Lalithambika et al.[¹⁰] achieved P-values of 0.016 and 0.240, respectively, for correlation between HbA1c and duration of diabetes compared to our study, which had P-values of 0.004 and 0.042, respectively.

This study also included smoking history, with 17.9% of the cases and 9% of controls having smoking history. However, the P-value had no statistical correlation as the number of smokers in the study was low and there were difficulties in eliciting data regarding the history of smoking.

But a study by Lin et al.[¹⁶] showed that smoking differed significantly between type 2 DM patients with cognitive impairment and those with normal cognitive function. Our study found a negative correlation between the BMI, waist circumference, and MoCA scores between controls and cases; however, this was limited due to small variability in the BMI and waist circumference of the sample size and time constraints.

However, there have been studies conducted using another anthropological parameter waist-to-hip ratio and cognitive impairment by Kerwin et al.[¹⁷] in postmenopausal women showing that increased BMI was associated with poorer cognitive function in women with a smaller waist-to-hip ratio. Yerrapragada et al.[⁹] found a similar result in the P-values of 0.353 and 0.945 for BMI and waist circumference, respectively. The authors recommend further research into this particular relationship as it may help predict the onset of cognitive changes.

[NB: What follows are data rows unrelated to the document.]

//! Prometheus metrics for the generation pipeline
//!
//! One owned registry object per process, injected into the handler at
//! construction. Counters are atomic, so increments from concurrent
//! requests need no extra locking.

use crate::utils::error::{GatewayError, Result};
use prometheus::{Encoder, Histogram, HistogramOpts, IntCounter, Registry, TextEncoder};
use std::time::Duration;

/// Owned metrics registry: request/error counters plus a histogram of
/// per-request generation seconds
#[derive(Clone)]
pub struct MetricsRegistry {
    registry: Registry,
    request_count: IntCounter,
    error_count: IntCounter,
    generation_time: Histogram,
}

impl MetricsRegistry {
    /// Create and register all gateway metrics
    pub fn new() -> Result<Self> {
        let registry = Registry::new();

        let request_count = IntCounter::new("request_count", "Total number of requests")
            .map_err(|e| GatewayError::Metrics(e.to_string()))?;
        let error_count = IntCounter::new("error_count", "Total number of errors")
            .map_err(|e| GatewayError::Metrics(e.to_string()))?;
        let generation_time = Histogram::with_opts(HistogramOpts::new(
            "generation_time_seconds",
            "Time spent generating text",
        ))
        .map_err(|e| GatewayError::Metrics(e.to_string()))?;

        for collector in [
            Box::new(request_count.clone()) as Box<dyn prometheus::core::Collector>,
            Box::new(error_count.clone()),
            Box::new(generation_time.clone()),
        ] {
            registry
                .register(collector)
                .map_err(|e| GatewayError::Metrics(e.to_string()))?;
        }

        Ok(Self {
            registry,
            request_count,
            error_count,
            generation_time,
        })
    }

    /// Count one accepted generation request
    pub fn inc_requests(&self) {
        self.request_count.inc();
    }

    /// Count one failed generation attempt
    pub fn inc_errors(&self) {
        self.error_count.inc();
    }

    /// Record the wrapped duration of one generation call, backoff included
    pub fn observe_generation(&self, elapsed: Duration) {
        self.generation_time.observe(elapsed.as_secs_f64());
    }

    /// Current request counter value
    pub fn request_total(&self) -> u64 {
        self.request_count.get()
    }

    /// Current error counter value
    pub fn error_total(&self) -> u64 {
        self.error_count.get()
    }

    /// Number of recorded generation durations
    pub fn generation_samples(&self) -> u64 {
        self.generation_time.get_sample_count()
    }

    /// Render all metrics in the Prometheus text exposition format
    pub fn render(&self) -> Result<String> {
        let mut buffer = Vec::new();
        let encoder = TextEncoder::new();
        encoder
            .encode(&self.registry.gather(), &mut buffer)
            .map_err(|e| GatewayError::Metrics(e.to_string()))?;
        String::from_utf8(buffer).map_err(|e| GatewayError::Metrics(e.to_string()))
    }
}
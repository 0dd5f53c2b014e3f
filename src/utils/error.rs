//! Error handling for the gateway
//!
//! This module defines the crate-level error type and its HTTP mapping.
//! Upstream faults are classified by the provider adapter; by the time an
//! error reaches this type it is terminal and crosses the component boundary.

use actix_web::{HttpResponse, ResponseError, http::StatusCode};
use thiserror::Error;

/// Result type alias for the gateway
pub type Result<T> = std::result::Result<T, GatewayError>;

/// Main error type for the gateway
#[derive(Error, Debug)]
pub enum GatewayError {
    /// The upstream client was never initialized (e.g. missing credential).
    /// Surfaced as 503 without touching the request or error counters.
    #[error("Model service not initialized. Please try again later.")]
    NotInitialized,

    /// Terminal generation failure after retry exhaustion, carrying the
    /// last attempt's fault description
    #[error("Text generation failed: {0}")]
    Generation(String),

    /// Configuration errors
    #[error("Configuration error: {0}")]
    Config(String),

    /// Metrics registration or encoding errors
    #[error("Metrics error: {0}")]
    Metrics(String),

    /// IO errors
    #[error("IO error: {0}")]
    Io(#[from] std::io::Error),
}

/// JSON body carried by error responses
#[derive(Debug, serde::Serialize, serde::Deserialize)]
pub struct ErrorBody {
    /// Human-readable failure description
    pub detail: String,
}

impl ResponseError for GatewayError {
    fn status_code(&self) -> StatusCode {
        match self {
            GatewayError::NotInitialized => StatusCode::SERVICE_UNAVAILABLE,
            GatewayError::Generation(_)
            | GatewayError::Config(_)
            | GatewayError::Metrics(_)
            | GatewayError::Io(_) => StatusCode::INTERNAL_SERVER_ERROR,
        }
    }

    fn error_response(&self) -> HttpResponse {
        HttpResponse::build(self.status_code()).json(ErrorBody {
            detail: self.to_string(),
        })
    }
}
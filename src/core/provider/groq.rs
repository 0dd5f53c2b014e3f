//! Groq client implementation
//!
//! Posts OpenAI-style `chat/completions` requests and maps every
//! provider-side fault onto [`UpstreamError`].

use super::{CompletionClient, UpstreamError};
use crate::config::ProviderSettings;
use crate::core::generation::{GenerationResult, TokenUsage};
use async_trait::async_trait;
use serde::Deserialize;
use std::time::Duration;
use tracing::{debug, error};

/// Upstream chat-completion client for the Groq API
#[derive(Debug, Clone)]
pub struct GroqClient {
    http: reqwest::Client,
    api_base: String,
    api_key: String,
    model: String,
}

#[derive(Debug, Deserialize)]
struct ChatCompletionResponse {
    choices: Vec<ChatChoice>,
    model: String,
    usage: TokenUsage,
}

#[derive(Debug, Deserialize)]
struct ChatChoice {
    message: AssistantMessage,
}

#[derive(Debug, Deserialize)]
struct AssistantMessage {
    content: String,
}

impl GroqClient {
    /// Build a client from provider settings. Returns `None` when no API key
    /// is configured or the HTTP client cannot be constructed; the caller is
    /// expected to keep serving with generation disabled.
    pub fn from_settings(settings: &ProviderSettings) -> Option<Self> {
        let api_key = settings.api_key.clone()?;

        let http = match reqwest::Client::builder()
            .timeout(Duration::from_secs(settings.timeout_secs))
            .build()
        {
            Ok(client) => client,
            Err(e) => {
                error!("Error initializing upstream HTTP client: {}", e);
                return None;
            }
        };

        Some(Self {
            http,
            api_base: settings.api_base.trim_end_matches('/').to_string(),
            api_key,
            model: settings.model.clone(),
        })
    }
}

#[async_trait]
impl CompletionClient for GroqClient {
    async fn generate(
        &self,
        prompt: &str,
        max_tokens: u32,
        temperature: f32,
    ) -> std::result::Result<GenerationResult, UpstreamError> {
        debug!("Sending completion request for model {}", self.model);

        let body = serde_json::json!({
            "model": self.model,
            "messages": [{"role": "user", "content": prompt}],
            "max_tokens": max_tokens,
            "temperature": temperature,
        });

        let response = self
            .http
            .post(format!("{}/chat/completions", self.api_base))
            .bearer_auth(&self.api_key)
            .json(&body)
            .send()
            .await
            .map_err(|e| UpstreamError::Network(e.to_string()))?;

        let status = response.status();
        if !status.is_success() {
            let body = response.text().await.unwrap_or_default();
            return Err(UpstreamError::Api {
                status: status.as_u16(),
                body,
            });
        }

        let completion: ChatCompletionResponse = response
            .json()
            .await
            .map_err(|e| UpstreamError::Parse(e.to_string()))?;

        let choice = completion
            .choices
            .into_iter()
            .next()
            .ok_or(UpstreamError::NoChoices)?;

        Ok(GenerationResult {
            generated_text: choice.message.content,
            model: completion.model,
            usage: completion.usage,
        })
    }
}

On evaluation, the relationship betweenalcohol intake and cognitive impairment in type 2 DM was statistically significant. This is also in accordance with study done by Hudetz et al.[¹⁸] which concluded that present results support the hypothesis that a history of alcohol abuse coupled with type 2 diabetes in older subjects contributes to neurocognitive impairment more than a history of alcohol abuse or diabetes alone. The pattern of cognitive findings does not suggest overall impairment of cognitive function in all domains but is characterized by specific deficits in diminished verbal and visuospatial memory.[¹⁸]

SUMMARY

This was a cross-sectional study conducted in type 2 DM patients to compare the MoCA scores between cases and controls with regard to age, duration of diabetes that had a positive correlation, BMI and waist circumference that had a negative correlation, and HbA1c correlated negative with statistical significance. Patients were diagnosed as diabetics on the basis of American diabetic association (ADA) criteria, and cognitive impairment was assessed using MoCA scores. Statistical analysis was performed and the MoCA scores between cases and controls were compared with regard to age, duration of diabetes, which had a positive correlation, BMI and waist circumference, which had a negative correlation, and HbA1c which correlated negative with statistical significance. This reinforces the need for assessment of cognitive impairment in diabetics using MoCA scores, to stop further progression into dementia and further complications.

CONCLUSION

The evaluation of the relationship between alcohol intake and cognitive impairment in type 2 DM was statistically significant. This is also in accordance with the study by Hudetz et al.,[¹⁸] who concluded that present results support the hypothesis that a history of alcohol abuse coupled with type 2 diabetes in older subjects contributes to neurocognitive impairment more than a history of alcohol abuse or diabetes alone. The pattern of cognitive findings does not suggest overall impairment of cognitive function in all domains but is characterized by specific deficits in diminished verbal and visuospatial memory.

Financial support and sponsorship

Nil.

Conflicts of interest

There are no conflicts of interest.

Acknowledgment

We thank Dr Anil Kumar, HOD, Department of Medicine for his help in this article.